Pairing is the act of letting ~Alter recognise that an existing surface of your life (a code platform, a research identifier, a domain you own, a wallet) already speaks for some part of who you are. It is not delegation, account-linking, or sign-in. It is a one-direction read attached to an explicit consent row that you can sever at any moment.

Pairing a data source is not signing in

You sign in by adding ~Alter as a connector in your AI client and choosing your ~handle. That is the way in, and it is the only thing that signs you in. Pairing a data source comes after, and never stands in for it.

The word “connector” is used two ways across these docs, and the difference matters here:

  • The connector you sign in with. This is the connection between your AI client and ~Alter. You add ~Alter as a custom connector at mcp.truealter.com, sign in through the browser, and choose your ~handle. This is how you are known.
  • The data sources you pair. These are surfaces (GitHub, Obsidian, Discord, X) you pair to deepen your identity vector. Pairing one grants a one-direction read of a pattern you already show. It does not sign you in and never could.

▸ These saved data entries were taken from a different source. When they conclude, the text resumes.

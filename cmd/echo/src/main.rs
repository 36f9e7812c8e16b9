//! Strand Echo Server
//!
//! TCP echo server written as plain blocking code; every connection is
//! one fiber, every blocking call parks the fiber instead of a thread.
//!
//! Usage:
//!     cargo build --release -p strand-echo
//!     ./target/release/strand-echo [port] [workers]
//!
//! Test with:
//!     echo "hello" | nc localhost 9999
//!
//!     # many concurrent clients:
//!     for i in $(seq 1 100); do echo "ping $i" | nc -q0 localhost 9999 & done

use std::sync::atomic::{AtomicU64, Ordering};
use std::sync::Arc;

use strand::{scheduler, IoScheduler, NetListener, NetStream, SchedulerConfig};

const BUF_SIZE: usize = 4096;

static CONNS: AtomicU64 = AtomicU64::new(0);
static BYTES: AtomicU64 = AtomicU64::new(0);

fn handle_connection(stream: NetStream) {
    let mut buf = [0u8; BUF_SIZE];
    loop {
        let n = match stream.read(&mut buf) {
            Ok(0) => break, // peer closed
            Ok(n) => n,
            Err(e) => {
                eprintln!("read error: {}", e);
                break;
            }
        };
        BYTES.fetch_add(n as u64, Ordering::Relaxed);
        if let Err(e) = stream.write_all(&buf[..n]) {
            eprintln!("write error: {}", e);
            break;
        }
    }
}

fn accept_loop(iom: Arc<IoScheduler>, port: u16) {
    let listener = match NetListener::bind(port, 1024) {
        Ok(l) => l,
        Err(e) => {
            eprintln!("bind({}) failed: {}", port, e);
            std::process::exit(1);
        }
    };
    eprintln!("strand-echo: listening on 0.0.0.0:{}", port);

    loop {
        match listener.accept() {
            Ok(stream) => {
                let total = CONNS.fetch_add(1, Ordering::Relaxed) + 1;
                if total % 1000 == 0 {
                    eprintln!(
                        "strand-echo: {} connections, {} bytes echoed",
                        total,
                        BYTES.load(Ordering::Relaxed)
                    );
                }
                scheduler::spawn(&iom, move || handle_connection(stream));
            }
            Err(e) => {
                eprintln!("accept failed: {}", e);
            }
        }
    }
}

fn main() {
    let mut args = std::env::args().skip(1);
    let port: u16 = args.next().and_then(|a| a.parse().ok()).unwrap_or(9999);
    let workers: usize = args.next().and_then(|a| a.parse().ok()).unwrap_or(4);

    let iom = IoScheduler::with_config(
        SchedulerConfig::new()
            .workers(workers)
            .hook_io(true)
            .name("echo"),
    )
    .expect("failed to start reactor");

    let accept_iom = iom.clone();
    scheduler::spawn(&iom, move || accept_loop(accept_iom, port));

    // the reactor owns all the work; this thread just stays out of the way
    loop {
        std::thread::sleep(std::time::Duration::from_secs(60));
    }
}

Why this is not the shape of a scam

Phishing and account-takeover schemes share a tell: they ask for write power and they conceal what they will do with it. Pairing inverts both properties on purpose.

  • The scope we request from every OAuth provider is the smallest read-only grant that lets us recognise the pattern we describe. Each data-source connector page lists it.
  • ~Alter never sees, holds, or transmits write credentials. The OAuth token is held in a single rotating slot scoped to the connector and never reused.
  • For non-OAuth pairings (DNS, .well-known, wallet attestations), the proof is a public artefact you create (a TXT record you publish, a file you sign), never a credential you hand over.
  • Each pairing carries a revoke command. Revocation is immediate, tears down the OAuth grant on the provider side, and writes an audit row that you can inspect.

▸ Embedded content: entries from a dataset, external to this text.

//! Scheduler configuration
//!
//! Compile-time defaults with runtime environment overrides.
//!
//! # Example
//!
//! ```ignore
//! use strand_runtime::SchedulerConfig;
//!
//! // Use defaults with env overrides
//! let config = SchedulerConfig::from_env();
//!
//! // Or customize programmatically
//! let config = SchedulerConfig::from_env().workers(8).use_caller(true);
//! ```

use strand_core::env::{env_get, env_get_bool};
use strand_core::error::{SchedError, SchedResult};

/// Compile-time defaults
pub mod defaults {
    /// Worker threads
    pub const WORKERS: usize = 4;
    /// Fiber stack size in bytes (0 = runtime default)
    pub const STACK_SIZE: usize = 0;
    /// Caller thread participates as a worker
    pub const USE_CALLER: bool = false;
    /// Enable the I/O hooks on every worker thread
    pub const HOOK_IO: bool = false;
}

/// Scheduler configuration with builder-style setters
#[derive(Debug, Clone)]
pub struct SchedulerConfig {
    /// Total threads (includes the caller when `use_caller` is set)
    pub workers: usize,
    /// Fiber stack size in bytes; 0 selects the runtime default
    pub stack_size: usize,
    /// Run the scheduling loop on the constructing thread during stop
    pub use_caller: bool,
    /// Enable the blocking-call interception on worker threads
    pub hook_io: bool,
    /// Scheduler name (thread names derive from it)
    pub name: String,
}

impl Default for SchedulerConfig {
    fn default() -> Self {
        Self::from_env()
    }
}

impl SchedulerConfig {
    /// Defaults with environment overrides
    ///
    /// Environment variables (all optional):
    /// - `STRAND_WORKERS` - number of threads
    /// - `STRAND_STACK_SIZE` - fiber stack size in bytes
    /// - `STRAND_USE_CALLER` - caller thread participates (0/1)
    /// - `STRAND_HOOK_IO` - enable I/O hooks on workers (0/1)
    pub fn from_env() -> Self {
        Self {
            workers: env_get("STRAND_WORKERS", defaults::WORKERS),
            stack_size: env_get("STRAND_STACK_SIZE", defaults::STACK_SIZE),
            use_caller: env_get_bool("STRAND_USE_CALLER", defaults::USE_CALLER),
            hook_io: env_get_bool("STRAND_HOOK_IO", defaults::HOOK_IO),
            name: "strand".to_string(),
        }
    }

    /// Explicit defaults, no env override
    pub fn new() -> Self {
        Self {
            workers: defaults::WORKERS,
            stack_size: defaults::STACK_SIZE,
            use_caller: defaults::USE_CALLER,
            hook_io: defaults::HOOK_IO,
            name: "strand".to_string(),
        }
    }

    // Builder methods

    pub fn workers(mut self, n: usize) -> Self {
        self.workers = n;
        self
    }

    pub fn stack_size(mut self, size: usize) -> Self {
        self.stack_size = size;
        self
    }

    pub fn use_caller(mut self, enable: bool) -> Self {
        self.use_caller = enable;
        self
    }

    pub fn hook_io(mut self, enable: bool) -> Self {
        self.hook_io = enable;
        self
    }

    pub fn name(mut self, name: &str) -> Self {
        self.name = name.to_string();
        self
    }

    /// Validate configuration
    pub fn validate(&self) -> SchedResult<()> {
        if self.workers == 0 {
            return Err(SchedError::InvalidConfig("workers must be > 0"));
        }
        if self.workers > 256 {
            return Err(SchedError::InvalidConfig("workers must be <= 256"));
        }
        if self.stack_size != 0 && self.stack_size < 16 * 1024 {
            return Err(SchedError::InvalidConfig("stack_size must be >= 16KB"));
        }
        Ok(())
    }
}

#[cfg(test)]
mod tests {
    use super::*;

    #[test]
    fn test_from_env_valid() {
        let config = SchedulerConfig::from_env();
        assert!(config.workers >= 1);
        assert!(config.validate().is_ok());
    }

    #[test]
    fn test_builder() {
        let config = SchedulerConfig::new()
            .workers(8)
            .use_caller(true)
            .hook_io(true)
            .name("io");

        assert_eq!(config.workers, 8);
        assert!(config.use_caller);
        assert!(config.hook_io);
        assert_eq!(config.name, "io");
    }

    #[test]
    fn test_validation() {
        assert!(SchedulerConfig::new().workers(0).validate().is_err());
        assert!(SchedulerConfig::new().workers(1000).validate().is_err());
        assert!(SchedulerConfig::new().stack_size(1024).validate().is_err());
        assert!(SchedulerConfig::new().stack_size(0).validate().is_ok());
    }
}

What pairing means, in plain language

When you pair a data-source connector, you are saying:

  • “The pattern this surface shows of me (the rhythm, the collaborators, the public artefacts) is part of who I am.”
  • ~Alter may read that pattern at a defined cadence and feed the derived recognition into my identity record.”
  • “Anything beyond reading that pattern is a separate decision, with its own consent row, that I make later.”

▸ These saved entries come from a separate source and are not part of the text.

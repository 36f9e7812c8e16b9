//! x86_64 context switching implementation
//!
//! Uses inline assembly for the context switch (stable since Rust 1.88).
//! Only the System V callee-saved set plus rsp/rip needs to be preserved
//! across a voluntary switch; the compiler already treats everything else
//! as clobbered at the call site.

use std::arch::naked_asm;

/// Saved register set for a voluntary fiber switch
///
/// Field order is ABI: the assembly below addresses these by byte offset.
#[repr(C)]
#[derive(Debug, Clone, Copy)]
pub struct Context {
    pub rsp: u64, // 0x00
    pub rip: u64, // 0x08
    pub rbx: u64, // 0x10
    pub rbp: u64, // 0x18
    pub r12: u64, // 0x20
    pub r13: u64, // 0x28
    pub r14: u64, // 0x30
    pub r15: u64, // 0x38
}

impl Context {
    pub const fn zeroed() -> Self {
        Self {
            rsp: 0,
            rip: 0,
            rbx: 0,
            rbp: 0,
            r12: 0,
            r13: 0,
            r14: 0,
            r15: 0,
        }
    }
}

/// Initialize a new fiber's context
///
/// Sets up the register file so that the first switch into `ctx` begins
/// execution in the entry trampoline, which calls `entry_fn(entry_arg)`.
///
/// # Safety
///
/// `ctx` must point to valid `Context` memory and `stack_top` must be the
/// one-past-the-end address of a live stack allocation.
#[inline]
pub unsafe fn init_context(
    ctx: *mut Context,
    stack_top: *mut u8,
    entry_fn: usize,
    entry_arg: usize,
) {
    // Stack must be 16-byte aligned per System V AMD64 ABI; the extra -8
    // leaves rsp in "just after a call" position so the trampoline's own
    // call re-establishes 16-byte alignment at the entry function.
    let sp = stack_top as usize;
    let aligned_sp = (sp & !0xF) - 8;

    let ctx = &mut *ctx;
    ctx.rsp = aligned_sp as u64;
    ctx.rip = fiber_entry_trampoline as usize as u64;
    ctx.rbx = 0;
    ctx.rbp = 0;
    ctx.r12 = entry_fn as u64; // entry function
    ctx.r13 = entry_arg as u64; // entry argument
    ctx.r14 = 0;
    ctx.r15 = 0;
}

/// Trampoline that calls the entry function with its argument
///
/// The entry function never returns: its tail is a yield in TERM state,
/// after which the fiber is never switched to again. `ud2` traps if that
/// invariant is ever broken.
#[unsafe(naked)]
pub unsafe extern "C" fn fiber_entry_trampoline() {
    naked_asm!(
        "mov rdi, r13",
        "call r12",
        "ud2",
    );
}

/// Perform a voluntary context switch
///
/// Saves the callee-saved registers to `save` and loads from `load`.
/// Returns (into the saved context) when something later switches back.
#[unsafe(naked)]
pub unsafe extern "C" fn context_switch(_save: *mut Context, _load: *const Context) {
    naked_asm!(
        // Save callee-saved registers to save (RDI)
        "mov [rdi + 0x00], rsp",
        "lea rax, [rip + 1f]",
        "mov [rdi + 0x08], rax",
        "mov [rdi + 0x10], rbx",
        "mov [rdi + 0x18], rbp",
        "mov [rdi + 0x20], r12",
        "mov [rdi + 0x28], r13",
        "mov [rdi + 0x30], r14",
        "mov [rdi + 0x38], r15",
        // Load callee-saved registers from load (RSI)
        "mov rsp, [rsi + 0x00]",
        "mov rax, [rsi + 0x08]",
        "mov rbx, [rsi + 0x10]",
        "mov rbp, [rsi + 0x18]",
        "mov r12, [rsi + 0x20]",
        "mov r13, [rsi + 0x28]",
        "mov r14, [rsi + 0x30]",
        "mov r15, [rsi + 0x38]",
        // Jump to the loaded RIP
        "jmp rax",
        // Return point for the saved context
        "1:",
        "ret",
    );
}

You are not saying “~Alter may act on my behalf,” “~Alter may share this with third parties,” or “~Alter may enrol me in matching, ranking, or third-party surfaces.” Each of those requires its own deliberate consent step.

What stays safe after you pair

  • Your accounts. Pairing cannot post, push, message, modify settings, or change membership anywhere. The connector pages enumerate what each pairing structurally cannot do.
  • Your private contents. Private repositories, direct messages, unpublished works, and wallet contents are out of scope at the connector boundary, refused even when the provider would technically permit access.
  • Your decisional surface. Pairings feed recognition, not delegation. No agent or organisation can query a derived signal without a separate consent row scoped to that recipient. Sharing is never transitive.
  • Your right to leave. Every pairing is revocable. Revocation revokes the OAuth grant where one exists, stops all further reads, purges the derived signals the pairing fed into your identity vector, and writes an audit entry. The identity record remembers that a recognition was withdrawn. One record is kept on purpose: that the account was paired and when it was disconnected, so the same account cannot be unpaired and re-paired in quick succession to churn your vector. That cooldown record holds the raw snapshot until the window passes, is never read into a new signal while disconnected, and is shared with no one.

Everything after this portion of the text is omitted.